Using /_analyze it's easy to see why (3,3) isn't working:

POST /_analyze
{
  "tokenizer": {
    "type": "ngram",
    "min_gram": 3,
    "max_gram": 3,
    "token_chars": [
      "letter",
      "digit"
    ]
  },
  "filter": [
    "lowercase"
  ],
  "text": "Trough"
}

And (2,20) is:

tro
rou
oug
ugh

POST /_analyze
{
  "tokenizer": {
    "type": "ngram",
    "min_gram": 2,
    "max_gram": 20,
    "token_chars": [
      "letter",
      "digit"
    ]
  },
  "filter": [
    "lowercase"
  ],
  "text": "Trough"
}



tr
tro
trou
troug
trough
ro
rou
roug
rough
ou
oug
ough
ug
ugh
gh

Only with 2,20 do we see "rough" in the inverted index.

However I do understand your point and would be interested how to get it to work.
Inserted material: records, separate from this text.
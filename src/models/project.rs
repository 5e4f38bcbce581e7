use chrono::{DateTime, Utc};
use serde::{Deserialize, Serialize};
use sqlx::FromRow;
use utoipa::ToSchema;
use uuid::Uuid;

use crate::errors::AppError;
use crate::events::Loggable;

use super::member::TeamMember;
use super::milestone::MilestoneSummary;
use super::task::TaskSummary;
use super::user::UserRef;
use super::{double_option, text_enum};

#[derive(Debug, Clone, Copy, PartialEq, Eq, Default, Serialize, Deserialize, ToSchema)]
#[serde(rename_all = "SCREAMING_SNAKE_CASE")]
pub enum ProjectStatus {
    #[default]
    Planning,
    InProgress,
    OnHold,
    Completed,
    Cancelled,
}

text_enum!(ProjectStatus, "project status", {
    Planning => "PLANNING",
    InProgress => "IN_PROGRESS",
    OnHold => "ON_HOLD",
    Completed => "COMPLETED",
    Cancelled => "CANCELLED",
});

#[derive(Debug, Clone, Serialize, Deserialize, ToSchema)]
pub struct Project {
    pub id: Uuid,
    pub owner_id: Uuid,
    pub name: String,
    pub description: Option<String>,
    pub status: ProjectStatus,
    pub start_date: Option<DateTime<Utc>>,
    pub end_date: Option<DateTime<Utc>>,
    pub created_at: DateTime<Utc>,
    pub updated_at: DateTime<Utc>,
}

impl Loggable for Project {
    fn entity_type() -> &'static str { "project" }
    fn subject_id(&self) -> Uuid { self.id }
    fn project_id(&self) -> Option<Uuid> { Some(self.id) }
}

#[derive(Debug, Clone, FromRow)]
pub struct DbProject {
    pub id: Uuid,
    pub owner_id: Uuid,
    pub name: String,
    pub description: Option<String>,
    pub status: String,
    pub start_date: Option<DateTime<Utc>>,
    pub end_date: Option<DateTime<Utc>>,
    pub created_at: DateTime<Utc>,
    pub updated_at: DateTime<Utc>,
}

impl TryFrom<DbProject> for Project {
    type Error = AppError;

    fn try_from(value: DbProject) -> Result<Self, Self::Error> {
        Ok(Project {
            id: value.id,
            owner_id: value.owner_id,
            name: value.name,
            description: value.description,
            status: value.status.parse().map_err(AppError::internal)?,
            start_date: value.start_date,
            end_date: value.end_date,
            created_at: value.created_at,
            updated_at: value.updated_at,
        })
    }
}

/// Entry of the project listing: the project with its owner and how much it holds.
#[derive(Debug, Serialize, ToSchema)]
pub struct ProjectSummary {
    #[serde(flatten)]
    pub project: Project,
    pub owner: UserRef,
    pub member_count: i64,
    pub task_count: i64,
    pub milestone_count: i64,
}

#[derive(Debug, Clone, FromRow)]
pub struct DbProjectSummary {
    #[sqlx(flatten)]
    pub project: DbProject,
    pub owner_first_name: String,
    pub owner_last_name: String,
    pub member_count: i64,
    pub task_count: i64,
    pub milestone_count: i64,
}

impl TryFrom<DbProjectSummary> for ProjectSummary {
    type Error = AppError;

    fn try_from(value: DbProjectSummary) -> Result<Self, Self::Error> {
        let project = Project::try_from(value.project)?;
        Ok(ProjectSummary {
            owner: UserRef {
                id: project.owner_id,
                first_name: value.owner_first_name,
                last_name: value.owner_last_name,
            },
            project,
            member_count: value.member_count,
            task_count: value.task_count,
            milestone_count: value.milestone_count,
        })
    }
}

/// Project with everything a member sees on the project page.
#[derive(Debug, Serialize, ToSchema)]
pub struct ProjectDetail {
    pub project: Project,
    pub members: Vec<TeamMember>,
    pub tasks: Vec<TaskSummary>,
    pub milestones: Vec<MilestoneSummary>,
}

#[derive(Debug, Serialize, Deserialize, ToSchema)]
pub struct ProjectCreateRequest {
    #[schema(example = "E-Commerce Platform")]
    pub name: String,
    #[schema(example = "Full-stack shop with cart and checkout.")]
    pub description: Option<String>,
    #[schema(format = DateTime, example = "2025-01-15T00:00:00Z")]
    pub start_date: Option<DateTime<Utc>>,
    #[schema(format = DateTime, example = "2025-04-30T00:00:00Z")]
    pub end_date: Option<DateTime<Utc>>,
}

#[derive(Debug, Default, Serialize, Deserialize, ToSchema)]
pub struct ProjectUpdateRequest {
    #[schema(example = "E-Commerce Platform")]
    pub name: Option<String>,
    #[serde(default, deserialize_with = "double_option", skip_serializing_if = "Option::is_none")]
    #[schema(value_type = Option<String>)]
    pub description: Option<Option<String>>,
    pub status: Option<ProjectStatus>,
    #[serde(default, deserialize_with = "double_option", skip_serializing_if = "Option::is_none")]
    #[schema(value_type = Option<String>, format = DateTime)]
    pub start_date: Option<Option<DateTime<Utc>>>,
    #[serde(default, deserialize_with = "double_option", skip_serializing_if = "Option::is_none")]
    #[schema(value_type = Option<String>, format = DateTime)]
    pub end_date: Option<Option<DateTime<Utc>>>,
}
We tested with POST /_search?q=fulltext.en:rough and get zero results. Somehow the tokenizer is not being applied at search time.

But to be honest we don't want user's search of "rough" to provide the same results as "rou" so I'm not sure this is a route we want to take.
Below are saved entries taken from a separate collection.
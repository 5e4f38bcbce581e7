pub mod auth;
pub mod comments;
pub mod health;
pub mod members;
pub mod milestones;
pub mod projects;
pub mod tasks;
pub mod users;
Christian_Dahlqvist · October 2, 2023, 1:24pm

With (3,3) ngram both rough and trough will generate the tokens rou, oug and ugh both at index and query time, which means they will match.

What is the mapping for that field?

You can to some extent control this by setting minimum_should_match. If a search string generates multiple tokens you can specify that you want a portion of these to match for it to be successful. This would result in a different search result for rou and rough search strings.

cawoodm · October 3, 2023, 7:47am

{
  ...
  "mappings": {
    "dynamic": "strict",
    "properties": {
     ...
      "fulltext": {
        "properties": {
          "de": {
            "analyzer": "ngram2",
            "search_analyzer": "whitesp",
            "type": "text"
          },
          "en": {
            "analyzer": "ngram2",
            "search_analyzer": "whitesp",
            "type": "text"
          }
        }
      ....
    }
  },
  "settings": {
    "index": {
      "analysis": {
        "analyzer": {
          "ngram2": {
            "filter": [
              "ngram2",
              "lowercase"
            ],
            "tokenizer": "whitespace"
          },
          "whitesp": {
            "filter": [
              "lowercase"
            ],
            "tokenizer": "whitespace"
          }
        },
        "filter": {
          "ngram2": {
            "max_gram": "20",
            "min_gram": "2",
            "type": "ngram"
          }
        }
      },
      "number_of_replicas": "1",
      "number_of_shards": "1",
      "max_ngram_diff": 18
    }
  }
}

Christian_Dahlqvist · October 3, 2023, 9:09am

You have a separate search analyser that does not generate ngrams, which explains why you do not get any match. If you remove this you will get a match as the ngram analyser will be used for both indexing and searching.

system · October 31, 2023, 9:09am

This topic was automatically closed 28 days after the last reply. New replies are no longer allowed.